Exercise materials:
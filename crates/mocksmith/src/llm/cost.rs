//! Token-usage accounting and cost estimation.

use serde::{Deserialize, Serialize};

/// Raw token counters from one remote call. Consumed only by
/// [`estimate_cost`]; not persisted.
#[derive(Debug, Clone, Default, Serialize, Deserialize)]
pub struct UsageRecord {
    pub prompt_tokens: u64,
    pub completion_tokens: u64,
    #[serde(default, skip_serializing_if = "Option::is_none")]
    pub prompt_tokens_details: Option<PromptTokensDetails>,
    #[serde(default, skip_serializing_if = "Option::is_none")]
    pub completion_tokens_details: Option<CompletionTokensDetails>,
}

#[derive(Debug, Clone, Default, Serialize, Deserialize)]
pub struct PromptTokensDetails {
    #[serde(default)]
    pub cached_tokens: u64,
    #[serde(default)]
    pub audio_tokens: u64,
}

#[derive(Debug, Clone, Default, Serialize, Deserialize)]
pub struct CompletionTokensDetails {
    #[serde(default)]
    pub audio_tokens: u64,
    /// Present for reasoning models; carried but not priced (see
    /// [`estimate_cost`]).
    #[serde(default)]
    pub reasoning_tokens: u64,
}

/// Per-million-token USD rates for one model. Static configuration, keyed
/// by model identifier via [`RateTable::for_model`].
#[derive(Debug, Clone, Copy, PartialEq)]
pub struct RateTable {
    pub input_text: f64,
    pub input_cached: f64,
    pub input_audio: f64,
    pub output_text: f64,
    pub output_audio: f64,
}

impl RateTable {
    /// All-zero rates: unknown models price every call at 0.
    pub const ZERO: RateTable = RateTable {
        input_text: 0.0,
        input_cached: 0.0,
        input_audio: 0.0,
        output_text: 0.0,
        output_audio: 0.0,
    };

    /// Look up the static rate table for a model identifier.
    pub fn for_model(model: &str) -> RateTable {
        if model.starts_with("gpt-4o-mini") {
            RateTable {
                input_text: 0.150,
                input_cached: 0.075,
                input_audio: 0.0,
                output_text: 0.6,
                output_audio: 0.0,
            }
        } else if model.starts_with("gpt-4o") {
            RateTable {
                input_text: 2.5,
                input_cached: 1.25,
                input_audio: 100.0,
                output_text: 10.0,
                output_audio: 200.0,
            }
        } else {
            RateTable::ZERO
        }
    }
}

/// Estimate the USD cost of one call from its token counters.
///
/// Prompt tokens decompose into cached, audio, and raw-text buckets
/// (raw = total - cached - audio); completion tokens into audio and
/// raw-text. Each bucket is priced at its per-million rate and summed.
///
/// Returns 0 when no usage record is available (streaming without inline
/// usage reporting). Reasoning-token buckets are not supported and are
/// excluded from the computation.
pub fn estimate_cost(usage: Option<&UsageRecord>, rates: &RateTable) -> f64 {
    let Some(usage) = usage else {
        return 0.0;
    };

    let input_audio = usage
        .prompt_tokens_details
        .as_ref()
        .map_or(0, |d| d.audio_tokens);
    let input_cached = usage
        .prompt_tokens_details
        .as_ref()
        .map_or(0, |d| d.cached_tokens);
    let input_raw = usage
        .prompt_tokens
        .saturating_sub(input_audio)
        .saturating_sub(input_cached);

    let output_audio = usage
        .completion_tokens_details
        .as_ref()
        .map_or(0, |d| d.audio_tokens);
    let output_raw = usage.completion_tokens.saturating_sub(output_audio);

    (rates.input_text * input_raw as f64
        + rates.input_audio * input_audio as f64
        + rates.input_cached * input_cached as f64
        + rates.output_text * output_raw as f64
        + rates.output_audio * output_audio as f64)
        / 1_000_000.0
}

#[cfg(test)]
mod tests {
    use super::*;

    #[test]
    fn test_no_usage_is_free() {
        let rates = RateTable::for_model("gpt-4o-2024-08-06");
        assert_eq!(estimate_cost(None, &rates), 0.0);
    }

    #[test]
    fn test_bucket_sum() {
        let usage = UsageRecord {
            prompt_tokens: 100,
            completion_tokens: 50,
            prompt_tokens_details: Some(PromptTokensDetails {
                cached_tokens: 20,
                audio_tokens: 0,
            }),
            completion_tokens_details: Some(CompletionTokensDetails::default()),
        };
        let rates = RateTable {
            input_text: 2.5,
            input_cached: 1.25,
            input_audio: 0.0,
            output_text: 10.0,
            output_audio: 0.0,
        };
        let expected = (2.5 * 80.0 + 1.25 * 20.0 + 10.0 * 50.0) / 1_000_000.0;
        assert!((estimate_cost(Some(&usage), &rates) - expected).abs() < 1e-12);
    }

    #[test]
    fn test_missing_details_treated_as_zero() {
        let usage = UsageRecord {
            prompt_tokens: 10,
            completion_tokens: 10,
            ..Default::default()
        };
        let rates = RateTable::for_model("gpt-4o-2024-08-06");
        let expected = (2.5 * 10.0 + 10.0 * 10.0) / 1_000_000.0;
        assert!((estimate_cost(Some(&usage), &rates) - expected).abs() < 1e-12);
    }

    #[test]
    fn test_unknown_model_rates_are_zero() {
        assert_eq!(RateTable::for_model("some-other-model"), RateTable::ZERO);
        let usage = UsageRecord {
            prompt_tokens: 1000,
            completion_tokens: 1000,
            ..Default::default()
        };
        assert_eq!(
            estimate_cost(Some(&usage), &RateTable::for_model("some-other-model")),
            0.0
        );
    }

    #[test]
    fn test_usage_deserializes_from_wire_shape() {
        let json = r#"{
            "prompt_tokens": 211,
            "completion_tokens": 436,
            "total_tokens": 647,
            "prompt_tokens_details": { "cached_tokens": 0 },
            "completion_tokens_details": { "reasoning_tokens": 0 }
        }"#;
        let usage: UsageRecord = serde_json::from_str(json).unwrap();
        assert_eq!(usage.prompt_tokens, 211);
        assert_eq!(usage.completion_tokens, 436);
    }
}
//! CLI argument definitions using clap.

use std::path::PathBuf;

use clap::{Parser, Subcommand, ValueEnum};

/// Mocksmith: LLM-backed structured generation
#[derive(Parser)]
#[command(name = "mocksmith")]
#[command(version, about, long_about = None)]
#[command(propagate_version = true)]
pub struct Cli {
    #[command(subcommand)]
    pub command: Commands,

    /// Enable verbose output
    #[arg(short, long, global = true)]
    pub verbose: bool,
}

#[derive(Subcommand)]
pub enum Commands {
    /// Generate mock table data from a column schema
    Generate {
        /// Path to the column schema (JSON array of column definitions)
        #[arg(value_name = "SCHEMA")]
        schema: PathBuf,

        /// Natural-language description of the data to generate
        #[arg(value_name = "REQUEST")]
        request: String,

        /// Output path (default: stdout)
        #[arg(short, long)]
        output: Option<PathBuf>,

        /// Output format
        #[arg(short, long, default_value = "csv")]
        format: OutputFormat,

        /// Chat provider to use
        #[arg(long, default_value = "openai")]
        provider: ProviderChoice,

        /// Model to use (e.g. "gpt-4o-2024-08-06", "gpt-4o-mini")
        #[arg(long)]
        model: Option<String>,

        /// Stream the response and show progress as rows resolve
        #[arg(long)]
        stream: bool,

        /// Field order for collapsed date cells
        #[arg(long, default_value = "ymd")]
        date_order: DateOrderChoice,
    },

    /// Analyze an informal feature request into bilingual requirement definitions
    Requirements {
        /// Description of the system under analysis
        #[arg(value_name = "SYSTEM")]
        system: String,

        /// The feature request to analyze
        #[arg(value_name = "REQUEST")]
        request: String,

        /// Output as JSON instead of a readable listing
        #[arg(long)]
        json: bool,

        /// Chat provider to use
        #[arg(long, default_value = "openai")]
        provider: ProviderChoice,

        /// Model to use
        #[arg(long)]
        model: Option<String>,

        /// Stream the response and show progress
        #[arg(long)]
        stream: bool,
    },

    /// Translate text with a fixed terminology glossary
    Translate {
        /// Text to translate
        #[arg(value_name = "TEXT")]
        text: String,

        /// Path to a glossary file (JSON array of {category, ja, en})
        #[arg(short, long)]
        glossary: Option<PathBuf>,

        /// Instruction appended to the translator prompt
        #[arg(
            short,
            long,
            default_value = "Translate the following text into natural English."
        )]
        instruction: String,

        /// Output as JSON instead of a readable listing
        #[arg(long)]
        json: bool,

        /// Chat provider to use
        #[arg(long, default_value = "openai")]
        provider: ProviderChoice,

        /// Model to use
        #[arg(long)]
        model: Option<String>,

        /// Stream the response and show progress
        #[arg(long)]
        stream: bool,
    },
}

#[derive(Clone, Copy, Debug, Default, ValueEnum)]
pub enum OutputFormat {
    #[default]
    Csv,
    Json,
}

/// Chat provider choice
#[derive(Clone, Copy, Debug, Default, ValueEnum)]
#[value(rename_all = "lowercase")]
pub enum ProviderChoice {
    /// OpenAI API (requires OPENAI_API_KEY)
    #[default]
    #[value(alias = "gpt")]
    OpenAi,
    /// Mock provider for local development
    #[value(alias = "test")]
    Mock,
}

/// Date field order for collapsed rendering
#[derive(Clone, Copy, Debug, Default, ValueEnum)]
pub enum DateOrderChoice {
    #[default]
    Ymd,
    Dmy,
    Mdy,
}

impl From<DateOrderChoice> for mocksmith::DateOrder {
    fn from(choice: DateOrderChoice) -> Self {
        match choice {
            DateOrderChoice::Ymd => mocksmith::DateOrder::Ymd,
            DateOrderChoice::Dmy => mocksmith::DateOrder::Dmy,
            DateOrderChoice::Mdy => mocksmith::DateOrder::Mdy,
        }
    }
}
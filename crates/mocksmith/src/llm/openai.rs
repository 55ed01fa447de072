//! OpenAI chat-completions provider.

use std::io::{BufRead, BufReader};
use std::time::Duration;

use reqwest::blocking::Client;
use reqwest::header::{HeaderMap, HeaderValue, AUTHORIZATION, CONTENT_TYPE};
use serde::Deserialize;
use serde_json::{json, Value};

use crate::error::{MocksmithError, Result};

use super::cost::UsageRecord;
use super::provider::{ChatCompletion, ChatProvider, ChatRequest};

/// OpenAI API endpoint.
const API_URL: &str = "https://api.openai.com/v1/chat/completions";

/// OpenAI provider over the blocking HTTP client.
pub struct OpenAiProvider {
    client: Client,
    api_key: String,
}

impl OpenAiProvider {
    /// Create a provider with the given API key.
    pub fn new(api_key: impl Into<String>) -> Result<Self> {
        let client = Client::builder()
            .connect_timeout(Duration::from_secs(10))
            // Streamed responses can stay open for minutes.
            .timeout(Duration::from_secs(300))
            .build()
            .map_err(|e| MocksmithError::Config(format!("failed to create HTTP client: {e}")))?;
        Ok(Self {
            client,
            api_key: api_key.into(),
        })
    }

    /// Create from the `OPENAI_API_KEY` environment variable.
    pub fn from_env() -> Result<Self> {
        let api_key = std::env::var("OPENAI_API_KEY").map_err(|_| {
            MocksmithError::Config("OPENAI_API_KEY environment variable not set".to_string())
        })?;
        Self::new(api_key)
    }

    /// Build headers for API requests.
    fn build_headers(&self) -> Result<HeaderMap> {
        let mut headers = HeaderMap::new();
        headers.insert(CONTENT_TYPE, HeaderValue::from_static("application/json"));
        headers.insert(
            AUTHORIZATION,
            HeaderValue::from_str(&format!("Bearer {}", self.api_key))
                .map_err(|e| MocksmithError::Config(format!("invalid API key: {e}")))?,
        );
        Ok(headers)
    }

    fn request_body(&self, request: &ChatRequest, stream: bool) -> Value {
        let mut body = json!({
            "model": request.model,
            "messages": request.messages,
            "response_format": request.response_format,
            "top_p": request.top_p,
        });
        let obj = body.as_object_mut().expect("body is an object");
        if let Some(temperature) = request.temperature {
            obj.insert("temperature".to_string(), json!(temperature));
        }
        if stream {
            obj.insert("stream".to_string(), json!(true));
            // Usage counters are not reliably available mid-stream; ask the
            // transport to report them inline on the final chunk.
            obj.insert("stream_options".to_string(), json!({ "include_usage": true }));
        }
        body
    }

    fn send(&self, request: &ChatRequest, stream: bool) -> Result<reqwest::blocking::Response> {
        let response = self
            .client
            .post(API_URL)
            .headers(self.build_headers()?)
            .json(&self.request_body(request, stream))
            .send()
            .map_err(|e| MocksmithError::Provider {
                status: None,
                message: format!("API request failed: {e}"),
            })?;

        if !response.status().is_success() {
            let status = response.status().as_u16();
            let error_text = response.text().unwrap_or_default();
            return Err(MocksmithError::Provider {
                status: Some(status),
                message: format!("OpenAI API error: {error_text}"),
            });
        }
        Ok(response)
    }
}

impl ChatProvider for OpenAiProvider {
    fn complete(&self, request: &ChatRequest) -> Result<ChatCompletion> {
        let response = self.send(request, false)?;
        let parsed: CompletionResponse =
            response.json().map_err(|e| MocksmithError::Provider {
                status: None,
                message: format!("failed to parse API response: {e}"),
            })?;

        let content = parsed
            .choices
            .into_iter()
            .next()
            .and_then(|choice| choice.message.content)
            .ok_or_else(|| MocksmithError::Provider {
                status: None,
                message: "no content in OpenAI response".to_string(),
            })?;

        Ok(ChatCompletion {
            content,
            usage: parsed.usage,
        })
    }

    fn complete_streaming(
        &self,
        request: &ChatRequest,
        on_fragment: &mut dyn FnMut(&str) -> Result<()>,
    ) -> Result<ChatCompletion> {
        let response = self.send(request, true)?;

        let mut content = String::new();
        let mut usage: Option<UsageRecord> = None;
        let reader = BufReader::new(response);

        for line in reader.lines() {
            let line =
                line.map_err(|e| MocksmithError::Stream(format!("transport error: {e}")))?;
            let Some(data) = line.strip_prefix("data: ") else {
                continue;
            };
            if data == "[DONE]" {
                break;
            }
            let chunk: StreamChunk = serde_json::from_str(data)
                .map_err(|e| MocksmithError::Stream(format!("malformed stream chunk: {e}")))?;
            if let Some(u) = chunk.usage {
                usage = Some(u);
            }
            if let Some(delta) = chunk
                .choices
                .into_iter()
                .next()
                .and_then(|c| c.delta.content)
            {
                content.push_str(&delta);
                on_fragment(&delta)?;
            }
        }

        Ok(ChatCompletion { content, usage })
    }

    fn name(&self) -> &str {
        "openai"
    }
}

/// Non-streaming API response structure.
#[derive(Debug, Deserialize)]
struct CompletionResponse {
    choices: Vec<Choice>,
    usage: Option<UsageRecord>,
}

#[derive(Debug, Deserialize)]
struct Choice {
    message: Message,
}

#[derive(Debug, Deserialize)]
struct Message {
    content: Option<String>,
}

/// One SSE chunk of a streamed response.
#[derive(Debug, Deserialize)]
struct StreamChunk {
    #[serde(default)]
    choices: Vec<StreamChoice>,
    #[serde(default)]
    usage: Option<UsageRecord>,
}

#[derive(Debug, Deserialize)]
struct StreamChoice {
    delta: Delta,
}

#[derive(Debug, Deserialize)]
struct Delta {
    #[serde(default)]
    content: Option<String>,
}
//! Value formatter: structured column values to display/CSV cells.
//!
//! Pure companion to the compiler. A column value renders either collapsed
//! (one human-readable cell, locale-configurable) or split (one cell per
//! sub-field in declaration order, locale-independent).

use serde_json::Value;

use super::column::{ColumnDefinition, ValueType};

/// Field order for collapsed date rendering.
#[derive(Debug, Clone, Copy, PartialEq, Eq, Default)]
pub enum DateOrder {
    Dmy,
    #[default]
    Ymd,
    Mdy,
}

impl DateOrder {
    fn keys(&self) -> [&'static str; 3] {
        match self {
            DateOrder::Dmy => ["day", "month", "year"],
            DateOrder::Ymd => ["year", "month", "day"],
            DateOrder::Mdy => ["month", "day", "year"],
        }
    }
}

/// Locale configuration for collapsed rendering.
#[derive(Debug, Clone)]
pub struct FormatConfig {
    pub date_order: DateOrder,
    pub date_separator: String,
    pub time_separator: String,
}

impl Default for FormatConfig {
    fn default() -> Self {
        Self {
            date_order: DateOrder::default(),
            date_separator: "/".to_string(),
            time_separator: ":".to_string(),
        }
    }
}

/// Render one column value into cells.
///
/// `csv` selects machine-readable rendering: bare digits, `TRUE`/`FALSE`
/// booleans, and space instead of newline inside collapsed addresses.
/// Null or absent input yields empty cells (one collapsed, sub-field count
/// split). Never fails.
pub fn format_cells(
    definition: &ColumnDefinition,
    value: Option<&Value>,
    config: &FormatConfig,
    csv: bool,
) -> Vec<String> {
    let split = definition.split && definition.value_type.fields().is_some();
    let value = match value {
        Some(v) if !v.is_null() => v,
        _ => {
            let cells = if split {
                definition.value_type.cell_count()
            } else {
                1
            };
            return vec![String::new(); cells];
        }
    };

    match definition.value_type {
        ValueType::Text | ValueType::Enum | ValueType::Gender => vec![scalar_text(value)],
        ValueType::Number | ValueType::Integer => vec![if csv {
            scalar_text(value)
        } else {
            group_thousands(&scalar_text(value))
        }],
        ValueType::Boolean => {
            let b = value.as_bool().unwrap_or(false);
            vec![match (csv, b) {
                (true, true) => "TRUE".to_string(),
                (true, false) => "FALSE".to_string(),
                (false, true) => "Yes".to_string(),
                (false, false) => "No".to_string(),
            }]
        }
        ValueType::FullName
        | ValueType::Date
        | ValueType::Time
        | ValueType::Address
        | ValueType::AddressJp => {
            if split {
                split_cells(definition.value_type, value)
            } else {
                vec![collapse(definition.value_type, value, config, csv)]
            }
        }
    }
}

/// One cell per sub-field, in the sub-field's fixed declaration order.
fn split_cells(value_type: ValueType, value: &Value) -> Vec<String> {
    let fields = value_type.fields().expect("structured type");
    fields
        .iter()
        .map(|f| field_text(value, f.name))
        .collect()
}

/// Collapse a structured value into one human-readable cell.
fn collapse(value_type: ValueType, value: &Value, config: &FormatConfig, csv: bool) -> String {
    let line_break = if csv { " " } else { "\n" };
    match value_type {
        ValueType::FullName => ["first", "middle", "last"]
            .iter()
            .map(|k| field_text(value, k))
            .filter(|part| !part.is_empty())
            .collect::<Vec<_>>()
            .join(" "),
        ValueType::Date => config
            .date_order
            .keys()
            .iter()
            .map(|k| field_text(value, k))
            .collect::<Vec<_>>()
            .join(&config.date_separator),
        ValueType::Time => ["hour", "minute", "second"]
            .iter()
            .map(|k| field_text(value, k))
            .collect::<Vec<_>>()
            .join(&config.time_separator),
        ValueType::Address => format!(
            "{}{}{} {}",
            field_text(value, "country"),
            line_break,
            field_text(value, "address"),
            field_text(value, "zipCode"),
        ),
        ValueType::AddressJp => format!(
            "{}{}{}{}{}",
            field_text(value, "zipCode"),
            line_break,
            field_text(value, "prefecture"),
            field_text(value, "municipality"),
            field_text(value, "others"),
        ),
        _ => scalar_text(value),
    }
}

/// Bare text of a scalar JSON value (no quotes around strings).
fn scalar_text(value: &Value) -> String {
    match value {
        Value::String(s) => s.clone(),
        Value::Null => String::new(),
        other => other.to_string(),
    }
}

/// Text of one sub-field, empty for null/missing.
fn field_text(value: &Value, key: &str) -> String {
    value.get(key).map(scalar_text).unwrap_or_default()
}

/// Insert thousands separators into the integer part of a rendered number.
fn group_thousands(text: &str) -> String {
    let (sign, rest) = text.strip_prefix('-').map_or(("", text), |r| ("-", r));
    let (int_part, tail) = match rest.find(['.', 'e', 'E']) {
        Some(pos) => rest.split_at(pos),
        None => (rest, ""),
    };
    let mut grouped = String::with_capacity(int_part.len() + int_part.len() / 3);
    for (i, c) in int_part.chars().enumerate() {
        if i > 0 && (int_part.len() - i) % 3 == 0 {
            grouped.push(',');
        }
        grouped.push(c);
    }
    format!("{sign}{grouped}{tail}")
}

What the exercise asks:
Scan the data above and report each line in which "structured" is present.

Exercise solution:
/// Mocksmith: LLM-backed structured generation
//! Value formatter: structured column values to display/CSV cells.
    let fields = value_type.fields().expect("structured type");
/// Collapse a structured value into one human-readable cell.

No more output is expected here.